PM’s bank-bashing a brief distraction
Fresh from its conference, Labour has reappointed Adrian Orr as Governor of the Reserve Bank for another five years while also launching a slightly bizarre attack on bank profits.
Bank profits are, in the prime minister’s view, too high, especially with the cost of living continuing to grow apace – still at over 7%. Jacinda Ardern stressed that hers was a personal view.
She had no answer as to why bank profits were a bad thing, falling back to the old trope of ‘‘social licence’’, which is essentially an ill-defined extra level of behaviour – over and above the legislated and regulated laws of the land – that commercial enterprises are somehow supposed to undertake to earn said licence.
The comments impelled the National Party to also take aim at the banks, but ask what the Government was doing about it. National, too, said the banks were making big profits and Nicola Willis and Christopher Luxon made concerned noises about this. Clearly no-one wants to appear to be on the banks’ side. God forbid!
In fact, Ardern’s comments appear to be little more than a thought bubble with the effect of the Government trying to spread the blame around for continuing high inflation. It doesn’t appear there was anything particularly strategic about it or that the Government appears to be ready to do anything about it.
Finance Minister Grant Robertson ruled out a market study on the issue. This is partly because there don’t appear to be any particular issues with competition within the sector.

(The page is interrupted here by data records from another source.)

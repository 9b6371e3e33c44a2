//! Quarry CLI - Command-line interface for dataset discovery and evaluation.

use clap::Parser;
use quarry_cli::commands;
use quarry_cli::{Cli, Command, Formatter, OutputFormat};
use quarry_engine::Catalog;
use quarry_mcp::ToolContext;

#[tokio::main]
async fn main() {
    if let Err(e) = run().await {
        eprintln!("Error: {}", e);
        std::process::exit(1);
    }
}

async fn run() -> quarry_cli::Result<()> {
    let cli = Cli::parse();

    // Surface tool-layer warnings (swallowed upstream failures) on stderr
    tracing_subscriber::fmt()
        .with_writer(std::io::stderr)
        .with_max_level(tracing_subscriber::filter::LevelFilter::WARN)
        .init();

    let format = cli.output.map(Into::into).unwrap_or(OutputFormat::Table);
    let formatter = Formatter::new(format, !cli.no_color);

    let context = if cli.offline {
        ToolContext::offline(Catalog::reference())
    } else {
        ToolContext::from_env()
    };

    match cli.command {
        Command::Search(args) => commands::execute_search(args, &context, &formatter).await,
        Command::Fetch(args) => commands::execute_fetch(args, &context, &formatter).await,
        Command::Metadata(args) => commands::execute_metadata(args, &context, &formatter).await,
        Command::Evaluate(args) => commands::execute_evaluate(args, &context, &formatter).await,
        Command::Cite(args) => commands::execute_cite(args, &context, &formatter).await,
        Command::Log(args) => commands::execute_log(args, &context, &formatter).await,
    }
}
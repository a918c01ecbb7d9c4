// SPDX-License-Identifier: PMPL-1.0-or-later
// Copyright (c) 2026 Jonathan D.A. Jewell (hyperpolymath) <jonathan.jewell@open.ac.uk>
//
// Overlay layout — aspect-preserving downscale plus anchor resolution.
//
// Resolution runs in two passes: every request is sized independently with
// `fit`, then X/Y positions are assigned in one sweep over the requests in
// priority order. Bottom-band positions depend on the widths already placed,
// so the order of the request list is part of the result.

use packslip_core::types::{Anchor, Margins, ResolvedPlacement};
use tracing::debug;

/// Scale `(width, height)` down to fit inside the given bounds.
///
/// Never upscales; a missing bound leaves that axis unconstrained. The result
/// keeps the intrinsic aspect ratio.
pub fn fit(width: f32, height: f32, max_width: Option<f32>, max_height: Option<f32>) -> (f32, f32) {
    let mut scale: f32 = 1.0;
    if let Some(max_w) = max_width {
        scale = scale.min(max_w / width);
    }
    if let Some(max_h) = max_height {
        scale = scale.min(max_h / height);
    }
    (width * scale, height * scale)
}

/// Drawing surface, in points, with its lower-left corner at `(x0, y0)`.
#[derive(Debug, Clone, Copy, PartialEq)]
pub struct Canvas {
    pub x0: f32,
    pub y0: f32,
    pub width: f32,
    pub height: f32,
}

impl Canvas {
    pub fn new(width: f32, height: f32) -> Self {
        Self {
            x0: 0.0,
            y0: 0.0,
            width,
            height,
        }
    }
}

/// One item to place: intrinsic size, anchor and optional bounds.
#[derive(Debug, Clone, Copy, PartialEq)]
pub struct PlacementRequest {
    pub intrinsic_width: f32,
    pub intrinsic_height: f32,
    pub anchor: Anchor,
    pub max_width: Option<f32>,
    pub max_height: Option<f32>,
}

/// Resolves placement requests against a canvas.
#[derive(Debug, Clone, Copy)]
pub struct LayoutEngine {
    margins: Margins,
    band_spacing: f32,
}

impl LayoutEngine {
    pub fn new(margins: Margins, band_spacing: f32) -> Self {
        Self {
            margins,
            band_spacing,
        }
    }

    /// Resolve every request; the output is index-aligned with `requests`.
    ///
    /// Left-anchored items are packed rightwards from the left margin,
    /// right-anchored items leftwards from the right margin, each in request
    /// order. Centered items are centered on the full canvas width regardless
    /// of what else sits in the band. Overlap between bands or within a crowded
    /// band is not prevented.
    pub fn resolve(&self, canvas: Canvas, requests: &[PlacementRequest]) -> Vec<ResolvedPlacement> {
        // Pass 1: sizes.
        let sizes: Vec<(f32, f32)> = requests
            .iter()
            .map(|r| fit(r.intrinsic_width, r.intrinsic_height, r.max_width, r.max_height))
            .collect();

        // Pass 2: positions, in priority order.
        let m = &self.margins;
        let mut top_left_x = m.left;
        let mut bottom_left_x = m.left;
        let mut bottom_right_edge = canvas.width - m.right;

        let placements = requests
            .iter()
            .zip(sizes)
            .map(|(request, (width, height))| {
                let centered_x = (canvas.width - width) / 2.0;
                let x = match request.anchor {
                    Anchor::TopLeft => {
                        let x = top_left_x;
                        top_left_x += width + self.band_spacing;
                        x
                    }
                    Anchor::BottomLeft => {
                        let x = bottom_left_x;
                        bottom_left_x += width + self.band_spacing;
                        x
                    }
                    Anchor::TopCenter | Anchor::BottomCenter => centered_x,
                    Anchor::BottomRight => {
                        let x = bottom_right_edge - width;
                        bottom_right_edge = x - self.band_spacing;
                        x
                    }
                };
                let y = if request.anchor.is_bottom() {
                    m.bottom
                } else {
                    canvas.height - m.top - height
                };
                ResolvedPlacement {
                    x: canvas.x0 + x,
                    y: canvas.y0 + y,
                    width,
                    height,
                }
            })
            .collect::<Vec<_>>();

        debug!(?canvas, placed = placements.len(), "Layout resolved");
        placements
    }
}

#[cfg(test)]
mod tests {
    use super::*;

    const EPS: f32 = 1e-3;

    fn request(w: f32, h: f32, anchor: Anchor, max_w: f32, max_h: f32) -> PlacementRequest {
        PlacementRequest {
            intrinsic_width: w,
            intrinsic_height: h,
            anchor,
            max_width: Some(max_w),
            max_height: Some(max_h),
        }
    }

    fn engine() -> LayoutEngine {
        LayoutEngine::new(Margins::default(), 15.0)
    }

    #[test]
    fn wide_logo_is_width_bound() {
        assert_eq!(fit(800.0, 200.0, Some(200.0), Some(100.0)), (200.0, 50.0));
    }

    #[test]
    fn tall_image_is_height_bound() {
        let (w, h) = fit(300.0, 600.0, Some(180.0), Some(120.0));
        assert!((h - 120.0).abs() < EPS);
        assert!((w - 60.0).abs() < EPS);
    }

    #[test]
    fn never_upscales() {
        assert_eq!(fit(50.0, 40.0, Some(200.0), Some(100.0)), (50.0, 40.0));
        assert_eq!(fit(50.0, 40.0, None, None), (50.0, 40.0));
    }

    #[test]
    fn missing_bound_leaves_axis_free() {
        assert_eq!(fit(1000.0, 10.0, None, Some(5.0)), (500.0, 5.0));
        assert_eq!(fit(1000.0, 10.0, Some(100.0), None), (100.0, 1.0));
    }

    #[test]
    fn fit_bounds_and_ratio_hold_across_a_sweep() {
        let dims = [1.0, 7.0, 33.0, 180.0, 200.0, 999.0, 4096.0];
        let bounds = [1.0, 50.0, 120.0, 180.0, 640.0];
        for &w in &dims {
            for &h in &dims {
                for &max_w in &bounds {
                    for &max_h in &bounds {
                        let (fw, fh) = fit(w, h, Some(max_w), Some(max_h));
                        assert!(fw <= max_w + EPS, "{w}x{h} in {max_w}x{max_h}");
                        assert!(fh <= max_h + EPS, "{w}x{h} in {max_w}x{max_h}");
                        assert!(((fw / fh) - (w / h)).abs() / (w / h) < 1e-4);
                        if w <= max_w && h <= max_h {
                            assert_eq!((fw, fh), (w, h));
                        }
                    }
                }
            }
        }
    }

    #[test]
    fn top_left_hangs_from_top_margin() {
        let canvas = Canvas::new(595.0, 842.0);
        let placed = engine().resolve(
            canvas,
            &[request(800.0, 200.0, Anchor::TopLeft, 200.0, 100.0)],
        );
        assert_eq!(
            placed[0],
            ResolvedPlacement {
                x: 40.0,
                y: 842.0 - 30.0 - 50.0,
                width: 200.0,
                height: 50.0
            }
        );
    }

    #[test]
    fn top_center_shares_top_y() {
        let placed = engine().resolve(
            Canvas::new(600.0, 800.0),
            &[request(100.0, 40.0, Anchor::TopCenter, 200.0, 100.0)],
        );
        assert_eq!(placed[0].x, 250.0);
        assert_eq!(placed[0].y, 800.0 - 30.0 - 40.0);
    }

    #[test]
    fn bottom_band_left_center_right() {
        let canvas = Canvas::new(600.0, 800.0);
        let placed = engine().resolve(
            canvas,
            &[
                request(360.0, 240.0, Anchor::BottomLeft, 180.0, 120.0),
                request(100.0, 100.0, Anchor::BottomCenter, 180.0, 120.0),
                request(90.0, 60.0, Anchor::BottomRight, 180.0, 120.0),
            ],
        );

        // Left: scaled to 180x120 at the left margin.
        assert_eq!((placed[0].x, placed[0].y), (40.0, 30.0));
        assert_eq!((placed[0].width, placed[0].height), (180.0, 120.0));
        // Center: uses the full canvas width.
        assert_eq!(placed[1].x, (600.0 - 100.0) / 2.0);
        assert_eq!(placed[1].y, 30.0);
        // Right: flush with the right margin.
        assert_eq!(placed[2].x, 600.0 - 40.0 - 90.0);
        assert_eq!(placed[2].y, 30.0);
    }

    #[test]
    fn left_items_pack_in_priority_order() {
        let placed = engine().resolve(
            Canvas::new(600.0, 800.0),
            &[
                request(100.0, 50.0, Anchor::BottomLeft, 180.0, 120.0),
                request(80.0, 50.0, Anchor::BottomLeft, 180.0, 120.0),
            ],
        );
        assert_eq!(placed[0].x, 40.0);
        assert_eq!(placed[1].x, 40.0 + 100.0 + 15.0);
    }

    #[test]
    fn right_items_pack_inwards() {
        let placed = engine().resolve(
            Canvas::new(600.0, 800.0),
            &[
                request(100.0, 50.0, Anchor::BottomRight, 180.0, 120.0),
                request(80.0, 50.0, Anchor::BottomRight, 180.0, 120.0),
            ],
        );
        assert_eq!(placed[0].x, 460.0);
        assert_eq!(placed[1].x, 460.0 - 15.0 - 80.0);
    }

    #[test]
    fn overlap_is_accepted_on_narrow_canvas() {
        let placed = engine().resolve(
            Canvas::new(200.0, 400.0),
            &[
                request(180.0, 120.0, Anchor::BottomLeft, 180.0, 120.0),
                request(180.0, 120.0, Anchor::BottomRight, 180.0, 120.0),
            ],
        );
        assert_eq!(placed[0].x, 40.0);
        assert_eq!(placed[1].x, 200.0 - 40.0 - 180.0);
        assert!(placed[1].x < placed[0].x + placed[0].width);
    }

    #[test]
    fn canvas_origin_offsets_everything() {
        let canvas = Canvas {
            x0: 10.0,
            y0: 20.0,
            width: 600.0,
            height: 800.0,
        };
        let placed = engine().resolve(
            canvas,
            &[request(100.0, 50.0, Anchor::BottomLeft, 180.0, 120.0)],
        );
        assert_eq!((placed[0].x, placed[0].y), (50.0, 50.0));
    }

    #[test]
    fn resolution_is_deterministic() {
        let requests = [
            request(640.0, 480.0, Anchor::TopLeft, 200.0, 100.0),
            request(300.0, 300.0, Anchor::BottomCenter, 180.0, 120.0),
            request(500.0, 200.0, Anchor::BottomRight, 180.0, 120.0),
        ];
        let canvas = Canvas::new(595.0, 842.0);
        assert_eq!(
            engine().resolve(canvas, &requests),
            engine().resolve(canvas, &requests)
        );
    }
}
// SPDX-License-Identifier: PMPL-1.0-or-later
// Copyright (c) 2026 Jonathan D.A. Jewell (hyperpolymath) <jonathan.jewell@open.ac.uk>
//
// Packslip — Core types, layout configuration and error definitions shared
// across all crates.

pub mod config;
pub mod error;
pub mod types;

pub use config::ComposeConfig;
pub use error::PackslipError;
pub use types::*;
// SPDX-License-Identifier: PMPL-1.0-or-later
// Copyright (c) 2026 Jonathan D.A. Jewell (hyperpolymath) <jonathan.jewell@open.ac.uk>
//
// Layout configuration, passed by value into every composition call.

use std::collections::HashSet;
use std::path::Path;

use chrono::{DateTime, Utc};
use serde::{Deserialize, Serialize};

use crate::error::{PackslipError, Result};
use crate::types::{Anchor, Margins, PageSize, PlacementSpec, StaticSlot};

/// Metadata written into the output's `/Info` dictionary.
#[derive(Debug, Clone, PartialEq, Serialize, Deserialize)]
#[serde(default)]
pub struct DocumentMetadata {
    pub producer: String,
    pub title: Option<String>,
    /// Supplied by the caller; the core never reads the clock.
    pub creation_date: Option<DateTime<Utc>>,
}

impl Default for DocumentMetadata {
    fn default() -> Self {
        Self {
            producer: "packslip".to_string(),
            title: None,
            creation_date: None,
        }
    }
}

/// Composition settings.
#[derive(Debug, Clone, PartialEq, Serialize, Deserialize)]
#[serde(default)]
pub struct ComposeConfig {
    /// Margins applied to page 0 when anchoring overlays.
    pub margins: Margins,
    /// Horizontal gap between neighbours in the same band.
    pub band_spacing: f32,
    /// Slot layouts in priority order. Bottom-band X positions depend on this
    /// order.
    pub slots: Vec<PlacementSpec>,
    /// Page size used when the primary document has no pages at all.
    pub blank_canvas: PageSize,
    pub metadata: DocumentMetadata,
    /// Flate-compress uncompressed streams on output.
    pub compress: bool,
}

impl Default for ComposeConfig {
    fn default() -> Self {
        Self {
            margins: Margins::default(),
            band_spacing: 15.0,
            slots: vec![
                PlacementSpec::new(StaticSlot::Logo, Anchor::TopLeft, 200.0, 100.0),
                PlacementSpec::new(StaticSlot::Coupon, Anchor::BottomLeft, 180.0, 120.0),
                PlacementSpec::new(StaticSlot::Social, Anchor::BottomCenter, 180.0, 120.0),
                PlacementSpec::new(StaticSlot::Feedback, Anchor::BottomRight, 180.0, 120.0),
            ],
            blank_canvas: PageSize::A4,
            metadata: DocumentMetadata::default(),
            compress: true,
        }
    }
}

impl ComposeConfig {
    /// Parse a (possibly partial) JSON document on top of the defaults and
    /// validate the result.
    pub fn from_json(json: &str) -> Result<Self> {
        let config: Self = serde_json::from_str(json)?;
        config.validate()?;
        Ok(config)
    }

    /// Read and parse a JSON configuration file.
    pub fn load(path: impl AsRef<Path>) -> Result<Self> {
        let json = std::fs::read_to_string(path)?;
        Self::from_json(&json)
    }

    /// Layout entry for `slot`, if one is configured.
    pub fn slot(&self, slot: StaticSlot) -> Option<&PlacementSpec> {
        self.slots.iter().find(|spec| spec.slot == slot)
    }

    /// Reject geometry that would make layout meaningless.
    pub fn validate(&self) -> Result<()> {
        let m = &self.margins;
        for (name, value) in [
            ("margins.top", m.top),
            ("margins.bottom", m.bottom),
            ("margins.left", m.left),
            ("margins.right", m.right),
            ("band_spacing", self.band_spacing),
        ] {
            non_negative(name, value)?;
        }

        for (name, value) in [
            ("blank_canvas.width", self.blank_canvas.width),
            ("blank_canvas.height", self.blank_canvas.height),
        ] {
            if !value.is_finite() || value <= 0.0 {
                return Err(PackslipError::InvalidConfig(format!(
                    "{name} must be positive, got {value}"
                )));
            }
        }

        let mut seen = HashSet::new();
        for spec in &self.slots {
            if !seen.insert(spec.slot) {
                return Err(PackslipError::InvalidConfig(format!(
                    "slot {} configured more than once",
                    spec.slot
                )));
            }
            for (axis, bound) in [("max_width", spec.max_width), ("max_height", spec.max_height)] {
                if let Some(value) = bound
                    && (!value.is_finite() || value <= 0.0)
                {
                    return Err(PackslipError::InvalidConfig(format!(
                        "slot {} {axis} must be positive, got {value}",
                        spec.slot
                    )));
                }
            }
        }

        Ok(())
    }
}

fn non_negative(name: &str, value: f32) -> Result<()> {
    if value.is_finite() && value >= 0.0 {
        Ok(())
    } else {
        Err(PackslipError::InvalidConfig(format!(
            "{name} must be a non-negative number, got {value}"
        )))
    }
}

National has tried to tie the banks’ big profits to Orr’s reappointment – that if he hadn’t kept the money spigot on for so long during the pandemic, inflation wouldn’t be so high, asset prices not so engorged and banks’ profits would have been lower. The funding for lending programme which subsidises bank lending is still running.
There is also the populist fact that grates with a certain segment of the public that our big four banks are all Australian-owned.
Orr has continually argued that New Zealand has found itself in a similar inflationary spiral as other nations – and has lower levels than many. Robertson has said the same. They also point out that really ramping up interest rates would have other negative effects – on employment and in the housing market especially.
Orr’s detractors argue that the whole point of having inflation targeting of the sort New Zealand does, means the country is master of its own inflation destiny – regardless of what’s happened overseas. On this reading, Orr has failed in one of his basic tasks.
Ultimately bank profits are a distraction for the issues facing New Zealand and a bit of vague bank-bashing won’t long distract the public from the one, real-life, indicator that rules them all: Inflation.
Ardern had no answer for why bank profits were a bad thing, falling back to the old trope of ‘‘social licence’’.